There is also a wrong way to wash your hands. Most children stand in a trance as their ayi does the washing for them: turning on the tap, squirting the soap, rubbing their hands together. This is the correct way. The wrong way goes something like this: a two-year-old attempts to go through these steps on her own, and gets water on her sleeves. This results in a gaggle of concerned ayi flocking to the poor, damp child and shoving paper towels up her sleeves to keep her arms dry. There is, of course, also a lecture in store for the neglectful mother who has failed to appropriately educate her daughter.

The charges of the most attentive ayi have become so crippled in their ability to do anything that they fear even traveling across the classroom without an ayi’s hand to clutch.  The most traumatic event for one of these children is when the ayi excuses herself to run to the bathroom while the child is seemingly distracted by some activity. The screaming and crying that erupts when the child notices the ayi’s absence usually only lasts a few seconds before the frantic woman scurries back in.

Foreign mothers and ayis generally make no attempt to talk to one another.

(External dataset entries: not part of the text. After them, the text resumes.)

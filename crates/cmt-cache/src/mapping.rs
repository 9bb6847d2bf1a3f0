//! The mapping array: cache block -> (origin block, flags).
//!
//! Each entry packs into a u64 as `origin_block << 16 | flags`. A valid
//! array holds exactly one entry per cache block with the VALID bit set;
//! the DIRTY bit is only legal in version 1 metadata (version 2 keeps
//! dirtiness in its own bitset).

use crate::damage::{Damage, DamageVisitor};
use cmt_error::Result;
use cmt_pdata::{ArrayVisitor, ArrayWalker, TransactionManager, ValueCodec};
use cmt_types::{read_le_u64, BlockAddress, ErrorState, ParseError};
use serde::Serialize;
use std::ops::Range;

pub const MAPPING_FLAG_VALID: u32 = 1;
pub const MAPPING_FLAG_DIRTY: u32 = 2;

const KNOWN_MAPPING_FLAGS: u32 = MAPPING_FLAG_VALID | MAPPING_FLAG_DIRTY;
const MAPPING_FLAGS_MASK: u64 = 0xFFFF;

#[derive(Debug, Clone, Copy, PartialEq, Eq, Serialize)]
pub struct Mapping {
    pub oblock: u64,
    pub flags: u32,
}

impl Mapping {
    #[must_use]
    pub fn is_valid(&self) -> bool {
        self.flags & MAPPING_FLAG_VALID != 0
    }

    #[must_use]
    pub fn is_dirty(&self) -> bool {
        self.flags & MAPPING_FLAG_DIRTY != 0
    }
}

/// Pack a mapping into its on-disk u64.
#[must_use]
pub fn pack_mapping(mapping: &Mapping) -> u64 {
    (mapping.oblock << 16) | (u64::from(mapping.flags) & MAPPING_FLAGS_MASK)
}

#[derive(Debug, Default, Clone, Copy)]
pub struct MappingCodec;

impl ValueCodec for MappingCodec {
    type Value = Mapping;

    fn value_size(&self) -> usize {
        8
    }

    fn unpack(&self, data: &[u8]) -> std::result::Result<Mapping, ParseError> {
        let raw = read_le_u64(data, 0)?;
        Ok(Mapping {
            oblock: raw >> 16,
            flags: (raw & MAPPING_FLAGS_MASK) as u32,
        })
    }
}

/// Walk the mapping array of `cache_blocks` entries, reporting missing
/// indices and invalid entries; returns the resulting error state.
pub fn check_mapping_array(
    tm: &TransactionManager,
    root: BlockAddress,
    cache_blocks: u64,
    version: u32,
    visitor: &mut dyn DamageVisitor,
) -> Result<ErrorState> {
    let codec = MappingCodec;
    let mut checker = MappingChecker {
        version,
        visitor,
        err: ErrorState::NoError,
    };
    ArrayWalker::new(tm, &codec, cache_blocks).walk(root, &mut checker)?;
    Ok(checker.err)
}

struct MappingChecker<'a> {
    version: u32,
    visitor: &'a mut dyn DamageVisitor,
    err: ErrorState,
}

impl MappingChecker<'_> {
    fn mapping_problem(&self, mapping: &Mapping) -> Option<&'static str> {
        if mapping.flags & !KNOWN_MAPPING_FLAGS != 0 {
            Some("unknown flag bits")
        } else if !mapping.is_valid() {
            Some("valid flag is not set")
        } else if self.version >= 2 && mapping.is_dirty() {
            Some("dirty flag in version 2 metadata")
        } else {
            None
        }
    }
}

impl ArrayVisitor<Mapping> for MappingChecker<'_> {
    fn visit_value(&mut self, index: u64, mapping: Mapping) -> Result<()> {
        if let Some(detail) = self.mapping_problem(&mapping) {
            self.err = self.err.combine(ErrorState::Fatal);
            self.visitor.visit(Damage::InvalidMapping {
                cache_block: index,
                origin_block: mapping.oblock,
                flags: mapping.flags,
                detail,
            });
        }
        Ok(())
    }

    fn visit_missing(&mut self, indices: Range<u64>) {
        self.err = self.err.combine(ErrorState::Fatal);
        self.visitor.visit(Damage::MissingMappings { indices });
    }
}

#[cfg(test)]
mod tests {
    use super::*;

    #[test]
    fn codec_splits_oblock_and_flags() {
        let codec = MappingCodec;
        let packed = pack_mapping(&Mapping {
            oblock: 0xABCD,
            flags: MAPPING_FLAG_VALID | MAPPING_FLAG_DIRTY,
        });
        let mapping = codec.unpack(&packed.to_le_bytes()).unwrap();
        assert_eq!(mapping.oblock, 0xABCD);
        assert!(mapping.is_valid());
        assert!(mapping.is_dirty());
    }

    #[test]
    fn flag_policy_depends_on_version() {
        let dirty = Mapping {
            oblock: 1,
            flags: MAPPING_FLAG_VALID | MAPPING_FLAG_DIRTY,
        };
        let mut sink = crate::damage::CountingVisitor::default();
        let v1 = MappingChecker {
            version: 1,
            visitor: &mut sink,
            err: ErrorState::NoError,
        };
        assert_eq!(v1.mapping_problem(&dirty), None);

        let mut sink = crate::damage::CountingVisitor::default();
        let v2 = MappingChecker {
            version: 2,
            visitor: &mut sink,
            err: ErrorState::NoError,
        };
        assert_eq!(
            v2.mapping_problem(&dirty),
            Some("dirty flag in version 2 metadata")
        );

        let unmapped = Mapping { oblock: 0, flags: 0 };
        assert_eq!(v2.mapping_problem(&unmapped), Some("valid flag is not set"));

        let unknown = Mapping {
            oblock: 0,
            flags: MAPPING_FLAG_VALID | 0x8,
        };
        assert_eq!(v2.mapping_problem(&unknown), Some("unknown flag bits"));
    }
}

During the slightly calmer snack break, ayis congregate around the table of children eating to keep a constant vigil as the mothers retreat to the back walls for a hard-earned chat with their girlfriends. The resentment is clear from both the ayi and the Chinese teachers, who delight in any chance to scoop up the plate of a fumbling child or help push in a chair, all the while staring daggers at the negligent chatting mothers. It was abundantly clear what was on their mind: they were doing it right, and we Westerners had a lot to learn. And maybe, in a way, they were right.

In a crowded, competitive society in which children are taught from kindergarten to study hard for one big test at the end of high school which profoundly influences their higher education and career, perhaps the children left alone to learn from their own mistakes are precisely the ones left behind. But what does this mean for foreign children in the care of an ayi, the children who will go on to international schools and never be placed in the Chinese education system? I couldn’t help but have flashbacks to myself as a kindergartner—scraped knees, my self-styled hair in some bizarre up-do, making messy art projects that I no doubt thought exquisite at the time—and feel that these children were somehow missing out.